Diese Situation habe ich schon vor einigen Jahren erlebt, muss aber immer wieder daran denken. Die Worte "ich habe Zeit" erscheinen vielen geradezu unglaubwürdig. Wer Zeit hat, hat wohl nichts Besseres zu tun.

Umso aufmerksamer wurde ich, als ich zum ersten Mal etwas von "Klatschkassen" gehört habe. Es gibt ja viele Geschäfte und Supermärkte, in denen man bezahlen kann, ohne dass man etwas mit einem anderen Menschen zu tun hat. Man scannt die Ware ein und bezahlt sie bargeldlos. An manchen Orten haben sich deshalb aber schon Kunden beschwert. Sie sahen keine Möglichkeit mehr zu einer Unterhaltung an der Kasse. Genau das sei aber auch ein Grund für sie, einkaufen zu gehen. Sie möchten dabei eben auch anderen Menschen begegnen und das ein oder andere Wort wechseln. Genau deshalb wurden jetzt an manchen Orten diese besonderen Plauder- oder Klatschkassen eingeführt.

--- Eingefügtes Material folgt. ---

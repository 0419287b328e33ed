//! End-to-end tests for every strategy through the public API.

use nqueens::board::{Board, BoardBuilder};
use nqueens::solver::{
    run, Backtracking, ExhaustivePermutation, Outcome, Pruning, SearchLimits, SolveConfig,
    SolveError, Solver, Strategy,
};

fn solve(strategy: Strategy, config: &SolveConfig, limits: SearchLimits) -> Outcome {
    let mut solver = strategy.build(config).unwrap();
    run(solver.as_mut(), &limits).unwrap()
}

/// Columns of the queens, ordered by row.
fn columns(board: &Board) -> Vec<usize> {
    board.active_coords().map(|c| c.y).collect()
}

#[test]
fn deterministic_strategies_solve_small_boards() {
    for size in [1, 4, 5, 6, 8] {
        for strategy in [Strategy::BruteForce, Strategy::Backtracking, Strategy::Lookahead] {
            let outcome = solve(strategy, &SolveConfig::new(size), SearchLimits::unlimited());
            let board = outcome
                .board()
                .unwrap_or_else(|| panic!("{strategy} failed on {size}: {outcome:?}"));
            assert!(board.is_solved(), "{strategy} on {size}");
            assert_eq!(board.size(), size);
        }
    }
}

#[test]
fn two_and_three_have_no_solution() {
    for size in [2, 3] {
        for strategy in [Strategy::BruteForce, Strategy::Backtracking, Strategy::Lookahead] {
            let outcome = solve(strategy, &SolveConfig::new(size), SearchLimits::unlimited());
            assert_eq!(outcome, Outcome::NoSolution, "{strategy} on {size}");
        }
    }
}

#[test]
fn backtracking_and_lookahead_agree() {
    for size in [4, 5, 6, 8] {
        let plain = solve(Strategy::Backtracking, &SolveConfig::new(size), SearchLimits::unlimited());
        let lookahead = solve(Strategy::Lookahead, &SolveConfig::new(size), SearchLimits::unlimited());
        assert_eq!(plain, lookahead, "size {size}");
    }
}

#[test]
fn lookahead_saves_steps() {
    let mut plain = Backtracking::new(10, Pruning::Columns);
    let mut lookahead = Backtracking::new(10, Pruning::Lookahead);
    assert!(run(&mut plain, &SearchLimits::unlimited()).unwrap().is_solved());
    assert!(run(&mut lookahead, &SearchLimits::unlimited()).unwrap().is_solved());
    // a sealed row costs plain backtracking one extra step to discover
    assert!(lookahead.stats().steps < plain.stats().steps);
    assert_eq!(lookahead.board(), plain.board());
}

#[test]
fn brute_force_finds_lexicographically_first_permutation() {
    let outcome = solve(Strategy::BruteForce, &SolveConfig::new(4), SearchLimits::unlimited());
    assert_eq!(columns(outcome.board().unwrap()), vec![1, 3, 0, 2]);

    let outcome = solve(Strategy::BruteForce, &SolveConfig::new(8), SearchLimits::unlimited());
    assert_eq!(columns(outcome.board().unwrap()), vec![0, 4, 7, 5, 2, 6, 1, 3]);
}

#[test]
fn brute_force_enumerates_all_solutions() {
    let expected = [(1, 1), (2, 0), (3, 0), (4, 2), (5, 10), (6, 4), (7, 40)];
    for (size, count) in expected {
        let mut solver = ExhaustivePermutation::new(size);
        let mut found = 0;
        loop {
            match run(&mut solver, &SearchLimits::unlimited()).unwrap() {
                Outcome::Solved(board) => {
                    assert!(board.is_solved());
                    found += 1;
                }
                Outcome::NoSolution => break,
                Outcome::LimitReached { .. } => unreachable!(),
            }
        }
        assert_eq!(found, count, "size {size}");
    }
}

#[test]
fn heuristics_converge_on_eight() {
    for strategy in [Strategy::H1, Strategy::H2] {
        for seed in [1, 2, 3] {
            let config = SolveConfig::new(8).with_seed(seed);
            let outcome = solve(strategy, &config, SearchLimits::steps(200_000));
            let board = outcome
                .board()
                .unwrap_or_else(|| panic!("{strategy} seed {seed}: {outcome:?}"));
            assert!(board.is_solved());
        }
    }
}

#[test]
fn heuristics_are_reproducible_with_seed() {
    for strategy in [Strategy::H1, Strategy::H2] {
        let config = SolveConfig::new(8).with_seed(99);
        let a = solve(strategy, &config, SearchLimits::steps(200_000));
        let b = solve(strategy, &config, SearchLimits::steps(200_000));
        assert_eq!(a, b);
    }
}

#[test]
fn heuristics_start_from_loaded_board() {
    // (0, 0) clashes with (0, 2) and (3, 3)
    let layout = "Q - Q -\n- - - -\n- Q - -\n- - - Q\n";
    let board = Board::try_from_layout(layout).unwrap();
    for strategy in [Strategy::H1, Strategy::H2] {
        let config = SolveConfig::new(4).with_seed(5).with_initial(board.clone());
        let outcome = solve(strategy, &config, SearchLimits::steps(100_000));
        let solved = outcome
            .board()
            .unwrap_or_else(|| panic!("{strategy}: {outcome:?}"));
        assert!(solved.is_solved());
        assert_eq!(solved.active_count(), 4);
    }
}

#[test]
fn heuristics_reject_underpopulated_boards() {
    let layouts = [
        "- - - -\n- - - -\n- - - -\n- - - -\n",
        "Q - - -\n- - - -\n- - - -\n- - - -\n",
        "Q - Q -\n- - - -\n- - - -\n- - - Q\n",
    ];
    for layout in layouts {
        let board = Board::try_from_layout(layout).unwrap();
        for strategy in [Strategy::H1, Strategy::H2] {
            let config = SolveConfig::new(4).with_seed(5).with_initial(board.clone());
            let err = strategy.build(&config).err();
            assert_eq!(
                err,
                Some(SolveError::InvalidStart {
                    size: 4,
                    queens: board.active_count(),
                    others: 0
                }),
                "{strategy} on {layout:?}"
            );
        }
    }
}

#[test]
fn already_solved_board_takes_no_steps() {
    let board = BoardBuilder::new(4)
        .queen(0, 1)
        .queen(1, 3)
        .queen(2, 0)
        .queen(3, 2)
        .build()
        .unwrap();
    let config = SolveConfig::new(4).with_initial(board.clone());
    let mut solver = Strategy::H2.build(&config).unwrap();
    let outcome = run(solver.as_mut(), &SearchLimits::steps(1)).unwrap();
    assert_eq!(outcome, Outcome::Solved(board));
    assert_eq!(solver.stats().steps, 0);
}

#[test]
fn step_limit_is_reported() {
    let outcome = solve(Strategy::BruteForce, &SolveConfig::new(8), SearchLimits::steps(10));
    assert_eq!(outcome, Outcome::LimitReached { steps: 10 });
}

#[test]
fn solutions_survive_layout_round_trip() {
    for strategy in [Strategy::Backtracking, Strategy::H1] {
        let config = SolveConfig::new(6).with_seed(8);
        let outcome = solve(strategy, &config, SearchLimits::steps(200_000));
        let board = outcome.board().unwrap();
        let text = board.to_layout();
        let reloaded: Board = text.parse().unwrap();
        assert_eq!(&reloaded, board);
        assert!(reloaded.is_solved());
        assert_eq!(reloaded.to_layout(), text);
    }
}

Die Idee stammt ursprünglich aus den Niederlanden. Dort hat man sehr gute Erfahrungen gemacht. Und darum gibt es nun auch hierzulande in manchen Märkten neben den normalen Kassen auch solche, an denen es bewusst darum geht, miteinander ins Gespräch zu kommen. Dabei geht es auch um Entschleunigung. Geht es nicht gerade an der Kasse oft hektisch zu, schnell alles einräumen, nach dem Geld oder der Karte suchen – während hinter einem schon der nächste wartet.

Die Erfahrung mit den Klatschkassen zeigt, dass das manchen Menschen sehr gut tut. Keine Hektik und dabei ein freundlicher Austausch. Als ich davon gehört habe, war mir das gleich plausibel. Mir scheint, dass es mehr Menschen gibt, als man denkt, die sehr selten Gelegenheit haben, mit anderen Menschen zu sprechen. Einsamkeit gehört aus meiner Sicht zu den Themen, über die selten berichtet wird, die aber doch das Leben von vielen Menschen prägen. Die Nachricht von den "Klatschkassen" hat mir vor Augen geführt, welcher Wert auch in kurzen Begegnungen liegen kann.

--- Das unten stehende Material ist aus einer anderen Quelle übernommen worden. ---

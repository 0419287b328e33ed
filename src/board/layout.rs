//! Textual board format.
//!
//! One board row per line, one symbol per square, symbols separated by
//! spaces. Characters missing from the symbol table are ignored and lines
//! without any recognised symbol are skipped.

use std::fmt;
use std::str::FromStr;

use super::error::LayoutError;
use super::symbols::{Glyph, SYMBOLS};
use super::{Board, BoardBuilder, Coord, PieceKind};

/// Parse the rows of a layout without building anything.
fn parse_rows(text: &str) -> Result<Vec<Vec<PieceKind>>, LayoutError> {
    let mut rows: Vec<Vec<PieceKind>> = Vec::new();
    for line in text.lines() {
        let row: Vec<PieceKind> = line
            .chars()
            .filter_map(|c| SYMBOLS.glyph(c))
            .map(Glyph::kind)
            .collect();
        if row.is_empty() {
            continue;
        }
        if let Some(first) = rows.first() {
            if first.len() != row.len() {
                return Err(LayoutError::RaggedRow {
                    row: rows.len(),
                    expected: first.len(),
                    found: row.len(),
                });
            }
        }
        rows.push(row);
    }

    let width = rows.first().map(Vec::len).ok_or(LayoutError::Empty)?;
    if rows.len() != width {
        return Err(LayoutError::NotSquare {
            rows: rows.len(),
            width,
        });
    }
    Ok(rows)
}

impl Board {
    /// Parse a board from its textual layout.
    ///
    /// The whole text is validated before the board is built, so a malformed
    /// layout never yields a partial board. Threat sets are filled pairwise
    /// as by `recompute_all_threats`.
    pub fn try_from_layout(text: &str) -> Result<Self, LayoutError> {
        let rows = parse_rows(text)?;
        let size = rows.len();
        let builder = rows
            .into_iter()
            .enumerate()
            .flat_map(|(x, row)| {
                row.into_iter()
                    .enumerate()
                    .map(move |(y, kind)| (Coord::new(x, y), kind))
            })
            .fold(BoardBuilder::new(size), |b, (coord, kind)| b.piece(coord, kind));
        Ok(builder.build()?)
    }

    /// Render the board in the textual layout, one line per row.
    #[must_use]
    pub fn to_layout(&self) -> String {
        let mut out = String::with_capacity(self.size * self.size * 2);
        for row in self.cells.chunks(self.size.max(1)) {
            let line: Vec<String> = row
                .iter()
                .map(|p| SYMBOLS.symbol_for(p.kind()).to_string())
                .collect();
            out.push_str(&line.join(" "));
            out.push('\n');
        }
        out
    }
}

impl FromStr for Board {
    type Err = LayoutError;

    fn from_str(s: &str) -> Result<Self, Self::Err> {
        Board::try_from_layout(s)
    }
}

impl fmt::Display for Board {
    fn fmt(&self, f: &mut fmt::Formatter<'_>) -> fmt::Result {
        f.write_str(&self.to_layout())
    }
}

#[cfg(test)]
mod tests {
    use super::*;
    use crate::board::Piece;

    const FOUR_QUEENS: &str = "- Q - -\n- - - Q\nQ - - -\n- - Q -\n";

    #[test]
    fn test_layout_round_trip() {
        let board = Board::try_from_layout(FOUR_QUEENS).unwrap();
        assert_eq!(board.size(), 4);
        assert_eq!(board.active_count(), 4);
        assert_eq!(board.to_layout(), FOUR_QUEENS);
        assert!(board.is_solved());
    }

    #[test]
    fn test_every_mapped_kind_survives_reload() {
        let text = "K Q R\nB P -\n- - -\n";
        let board: Board = text.parse().unwrap();
        let reloaded: Board = board.to_layout().parse().unwrap();
        assert_eq!(board, reloaded);
        assert_eq!(
            board.piece_at(Coord::new(1, 1)).map(Piece::kind),
            Some(PieceKind::Pawn)
        );
    }

    #[test]
    fn test_marker_and_noise_are_ignored() {
        let text = "\n  Q  !  - x\n\n- Q -\n# comment\n- - !\n";
        let board = Board::try_from_layout(text).unwrap();
        assert_eq!(board.size(), 3);
        assert_eq!(board.active_count(), 2);
        assert_eq!(board.to_layout(), "Q - -\n- Q -\n- - -\n");
    }

    #[test]
    fn test_ragged_row() {
        let result = Board::try_from_layout("Q - -\n- -\n- - -\n");
        assert_eq!(
            result,
            Err(LayoutError::RaggedRow {
                row: 1,
                expected: 3,
                found: 2
            })
        );
    }

    #[test]
    fn test_not_square() {
        let result = Board::try_from_layout("Q - -\n- - -\n");
        assert_eq!(result, Err(LayoutError::NotSquare { rows: 2, width: 3 }));
    }

    #[test]
    fn test_empty_text() {
        assert_eq!(Board::try_from_layout("\n  \n"), Err(LayoutError::Empty));
    }

    #[test]
    fn test_loaded_threats_are_linked() {
        let board = Board::try_from_layout("Q Q\n- -\n").unwrap();
        assert!(board.is_at_least_one_threat());
        assert!(board.active_pieces().all(|p| p.threat_count() == 1));
    }

    #[test]
    fn test_display_matches_layout() {
        let board = Board::new(2);
        assert_eq!(board.to_string(), "- -\n- -\n");
    }
}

Durch den allgemeinen Leistungs- und Zeitdruck unserer Tage kann es passieren, dass die Dinge wichtiger werden als andere Menschen. Ich glaube, dass man beides nicht gegeneinander ausspielen muss: das Funktionieren und die Aufmerksamkeit für die anderen. Umso wichtiger ist es, die Gelegenheiten zu erkennen, in denen es möglich ist, zuzuhören, ein gutes Wort zu sprechen und jemandem Zeit zu schenken. Dazu gehört auch, sich daran zu erinnern, dass es manchmal einfach guttut, auch unbekannten Menschen ein Lächeln zu schenken, einen guten Blick und vielleicht auch ein gutes Wort, ja eine Freundlichkeit auszudrücken, ohne zu befürchten, dabei etwas zu verlieren. Es wäre schade, wenn wir miteinander leben und nur noch dort miteinander sprechen, wo es absolut nötig ist.

Ich wünsche Ihnen heute gute Begegnungen und das ein oder andere Wort über die nötigen Absprachen hinaus.